● **EXCERPTED DATA**:
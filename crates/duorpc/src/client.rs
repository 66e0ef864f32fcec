//! # Client
//!
//! The calling half of a session. Every call gets a fresh id and a one-shot
//! slot in the pending table; the session's read loop fills the slot when the
//! response arrives.
//!
//! ## Invariants
//!
//! - The pending entry exists before the request is written, so even an
//!   instant response finds it.
//! - The entry is removed on every exit path: resolution, timeout, send
//!   failure, or the caller dropping the call.
//! - Ids are never reused while still pending.

use std::marker::PhantomData;
use std::sync::atomic::AtomicI64;
use std::sync::atomic::AtomicU64;
use std::sync::atomic::Ordering;
use std::sync::Arc;
use std::time::Duration;

use dashmap::mapref::entry::Entry;
use dashmap::DashMap;
use serde::de::DeserializeOwned;
use tokio::sync::oneshot;

use duowire::Codec;
use duowire::Deferred;
use duowire::ErrorCode;
use duowire::ErrorObject;
use duowire::Format;
use duowire::RequestFrame;
use duowire::ResponseFrame;
use duowire::WireType;

use crate::error::Error;
use crate::error::Result;
use crate::handler::Arguments;
use crate::handler::Params;
use crate::methods;
use crate::methods::MethodTable;
use crate::methods::Signature;
use crate::methods::TypeInfo;

/// Default time to wait for a response.
pub const DEFAULT_TIMEOUT: Duration = Duration::from_secs(10);

type Pending<F> = DashMap<i64, oneshot::Sender<ResponseFrame<F>>>;

struct ClientInner<F> {
    codec: Arc<Codec<F>>,
    pending: Pending<F>,
    next_id: AtomicI64,
    timeout_nanos: AtomicU64,
    shapes: MethodTable<Signature>,
}

/// Issues calls to the peer. Cheap to clone.
pub struct Client<F> {
    inner: Arc<ClientInner<F>>,
}

impl<F> Clone for Client<F> {
    fn clone(&self) -> Self {
        Self { inner: self.inner.clone() }
    }
}

/// Removes a pending entry however the call ends.
struct PendingGuard<'a, F> {
    pending: &'a Pending<F>,
    id: i64,
}

impl<F> Drop for PendingGuard<'_, F> {
    fn drop(&mut self) {
        self.pending.remove(&self.id);
    }
}

fn to_nanos(timeout: Duration) -> u64 {
    u64::try_from(timeout.as_nanos()).unwrap_or(u64::MAX)
}

impl<F: Format> Client<F> {
    pub fn new(codec: Arc<Codec<F>>, timeout: Duration) -> Self {
        Self {
            inner: Arc::new(ClientInner {
                codec,
                pending: DashMap::new(),
                next_id: AtomicI64::new(1),
                timeout_nanos: AtomicU64::new(to_nanos(timeout)),
                shapes: MethodTable::new(),
            }),
        }
    }

    pub fn codec(&self) -> &Arc<Codec<F>> {
        &self.inner.codec
    }

    pub fn timeout(&self) -> Duration {
        Duration::from_nanos(self.inner.timeout_nanos.load(Ordering::Relaxed))
    }

    /// Zero waits forever.
    pub fn set_timeout(&self, timeout: Duration) {
        self.inner.timeout_nanos.store(to_nanos(timeout), Ordering::Relaxed);
    }

    /// Calls still waiting for a response.
    pub fn pending_calls(&self) -> usize {
        self.inner.pending.len()
    }

    /// Call `method` with typed parameters and decode the result as `R`.
    pub async fn call<P, R>(&self, method: &str, params: P) -> Result<R>
    where
        P: Params,
        R: DeserializeOwned,
    {
        let params = params.encode(self.inner.codec.format())?;
        self.call_remote(method, params).await
    }

    /// Call `method` with already-encoded parameters.
    ///
    /// A nil result decodes as the zero value of `R`. A result that does not
    /// decode as `R` is reported as a parse error.
    pub async fn call_remote<R>(&self, method: &str, params: Vec<Deferred<F>>) -> Result<R>
    where
        R: DeserializeOwned,
    {
        let response = self.round_trip(method, params).await?;
        if let Some(error) = response.error {
            return Err(Error::Rpc(error));
        }

        let result = response
            .result
            .unwrap_or_else(|| Deferred::nil(self.inner.codec.format().clone()));

        result.decode::<R>().map_err(|e| {
            Error::Rpc(ErrorObject::with_message(ErrorCode::ParseError, e.to_string()))
        })
    }

    async fn round_trip(&self, method: &str, params: Vec<Deferred<F>>) -> Result<ResponseFrame<F>> {
        let inner = &*self.inner;
        if inner.codec.is_closed() {
            return Err(Error::Disconnected);
        }
        if method.is_empty() {
            return Err(Error::Rpc(ErrorObject::with_message(
                ErrorCode::InvalidRequest,
                "method name is empty",
            )));
        }

        // register before sending
        let (id, rx) = self.reserve();
        let _guard = PendingGuard { pending: &inner.pending, id };

        tracing::debug!(id, method, params = params.len(), "calling");
        let request = RequestFrame::new(id, method, params);
        inner.codec.write_request(&request).await.map_err(Error::from_send)?;

        let timeout = self.timeout();
        let response = if timeout.is_zero() {
            rx.await
        } else {
            match tokio::time::timeout(timeout, rx).await {
                Ok(response) => response,
                Err(_) => {
                    tracing::debug!(id, method, ?timeout, "call timed out");
                    return Err(Error::Timeout);
                }
            }
        };

        // the slot's sender was dropped without a response
        response.map_err(|_| Error::Disconnected)
    }

    fn reserve(&self) -> (i64, oneshot::Receiver<ResponseFrame<F>>) {
        loop {
            let id = self.inner.next_id.fetch_add(1, Ordering::Relaxed);
            if let Entry::Vacant(slot) = self.inner.pending.entry(id) {
                let (tx, rx) = oneshot::channel();
                slot.insert(tx);
                return (id, rx);
            }
        }
    }

    /// Deliver a response to its waiting call.
    ///
    /// Returns `false` when no call is waiting: the caller timed out, gave
    /// up, or the id was never issued.
    pub fn resolve(&self, response: ResponseFrame<F>) -> bool {
        let id = response.id;
        let Some((_, tx)) = self.inner.pending.remove(&id) else {
            tracing::warn!(id, "dropping response for unknown call");
            return false;
        };

        tracing::debug!(id, error = response.error.is_some(), "resolved call");
        // the caller may have stopped waiting in between
        let _ = tx.send(response);
        true
    }

    /// Record the call shape of `name` and return a typed handle for it.
    pub fn declare<P, R>(&self, name: &str) -> methods::Result<RemoteMethod<F, P, R>>
    where
        P: Arguments,
        R: WireType,
    {
        let format = self.inner.codec.format();
        P::register_types(format.as_ref())?;
        format.register_type::<R>()?;

        self.inner.shapes.insert(name, Self::shape::<P, R>())?;
        Ok(RemoteMethod::new(self.clone(), name))
    }

    /// A previously declared method, checked against the requested shape.
    pub fn method<P, R>(&self, name: &str) -> methods::Result<RemoteMethod<F, P, R>>
    where
        P: Arguments,
        R: WireType,
    {
        let declared = self
            .inner
            .shapes
            .get(name)
            .ok_or_else(|| methods::Error::NotFound(name.to_owned()))?;

        let requested = Self::shape::<P, R>();
        if declared != requested {
            return Err(methods::Error::SignatureMismatch { name: name.to_owned(), declared, requested });
        }
        Ok(RemoteMethod::new(self.clone(), name))
    }

    /// Names of every declared call shape.
    pub fn declared(&self) -> Vec<String> {
        self.inner.shapes.names()
    }

    fn shape<P: Arguments, R: 'static>() -> Signature {
        Signature::new(P::types(), TypeInfo::result::<R>())
    }
}

/// A typed handle to one remote method.
pub struct RemoteMethod<F, P, R> {
    client: Client<F>,
    name: Arc<str>,
    _shape: PhantomData<fn(P) -> R>,
}

impl<F, P, R> Clone for RemoteMethod<F, P, R> {
    fn clone(&self) -> Self {
        Self { client: self.client.clone(), name: self.name.clone(), _shape: PhantomData }
    }
}

impl<F: Format, P: Arguments, R: WireType> RemoteMethod<F, P, R> {
    fn new(client: Client<F>, name: &str) -> Self {
        Self { client, name: Arc::from(name), _shape: PhantomData }
    }

    pub fn name(&self) -> &str {
        &self.name
    }

    pub async fn call(&self, params: P) -> Result<R> {
        self.client.call(&self.name, params).await
    }
}

impl<F, P, R> std::fmt::Debug for RemoteMethod<F, P, R> {
    fn fmt(&self, f: &mut std::fmt::Formatter<'_>) -> std::fmt::Result {
        f.debug_struct("RemoteMethod").field("name", &self.name).finish()
    }
}
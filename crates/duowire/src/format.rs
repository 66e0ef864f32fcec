//! # Formats
//!
//! A `Format` decides how values and envelopes become bytes. The codec
//! handles the stream; the format handles everything inside a frame.
//!
//! Two profiles ship with the crate:
//!
//! - [`Json`](crate::json::Json) is self-describing. Any value decodes
//!   without prior setup.
//! - [`Binary`](crate::binary::Binary) is schema-registered. Concrete types
//!   behind a [`Dynamic`](crate::dynamic::Dynamic) must be registered before
//!   they can be encoded or decoded.

use serde::de::DeserializeOwned;
use serde::Serialize;

use crate::error::Result;
use crate::frame::Envelope;

/// How frames are delimited on the stream.
#[derive(Debug, Clone, Copy, PartialEq, Eq)]
pub enum Framing {
    /// One frame per line.
    Lines,
    /// A big-endian `u32` length before every frame.
    LengthPrefixed,
}

/// A type that may travel inside a frame and be registered with a format.
pub trait WireType: Serialize + DeserializeOwned + Send + Sync + 'static {}

impl<T> WireType for T where T: Serialize + DeserializeOwned + Send + Sync + 'static {}

pub trait Format: Send + Sync + 'static {
    const FRAMING: Framing;

    fn name(&self) -> &'static str;

    fn encode_value<T: Serialize + ?Sized>(&self, value: &T) -> Result<Vec<u8>>;

    fn decode_value<T: DeserializeOwned>(&self, raw: &[u8]) -> Result<T>;

    /// Make `T` known to the format. Idempotent.
    fn register_type<T: WireType>(&self) -> Result<()> {
        Ok(())
    }

    /// Whether polymorphic values need prior registration.
    fn requires_registration(&self) -> bool {
        false
    }

    fn encode_envelope(&self, envelope: &Envelope) -> Result<Vec<u8>>;

    fn decode_envelope(&self, bytes: &[u8]) -> Result<Envelope>;
}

● **EXERCISE BRIEF**:
Repeat exactly the lines that run from the opening of the listing through the line holding "wait for a response.". Leave out everything else.

● **SOLUTION TO THIS TASK**:
filename crates/duorpc/src/client.rs
repository 66e0ef864f32fcec
//! # Client
//!
//! The calling half of a session. Every call gets a fresh id and a one-shot
//! slot in the pending table; the session's read loop fills the slot when the
//! response arrives.
//!
//! ## Invariants
//!
//! - The pending entry exists before the request is written, so even an
//!   instant response finds it.
//! - The entry is removed on every exit path: resolution, timeout, send
//!   failure, or the caller dropping the call.
//! - Ids are never reused while still pending.

use std::marker::PhantomData;
use std::sync::atomic::AtomicI64;
use std::sync::atomic::AtomicU64;
use std::sync::atomic::Ordering;
use std::sync::Arc;
use std::time::Duration;

use dashmap::mapref::entry::Entry;
use dashmap::DashMap;
use serde::de::DeserializeOwned;
use tokio::sync::oneshot;

use duowire::Codec;
use duowire::Deferred;
use duowire::ErrorCode;
use duowire::ErrorObject;
use duowire::Format;
use duowire::RequestFrame;
use duowire::ResponseFrame;
use duowire::WireType;

use crate::error::Error;
use crate::error::Result;
use crate::handler::Arguments;
use crate::handler::Params;
use crate::methods;
use crate::methods::MethodTable;
use crate::methods::Signature;
use crate::methods::TypeInfo;

/// Default time to wait for a response.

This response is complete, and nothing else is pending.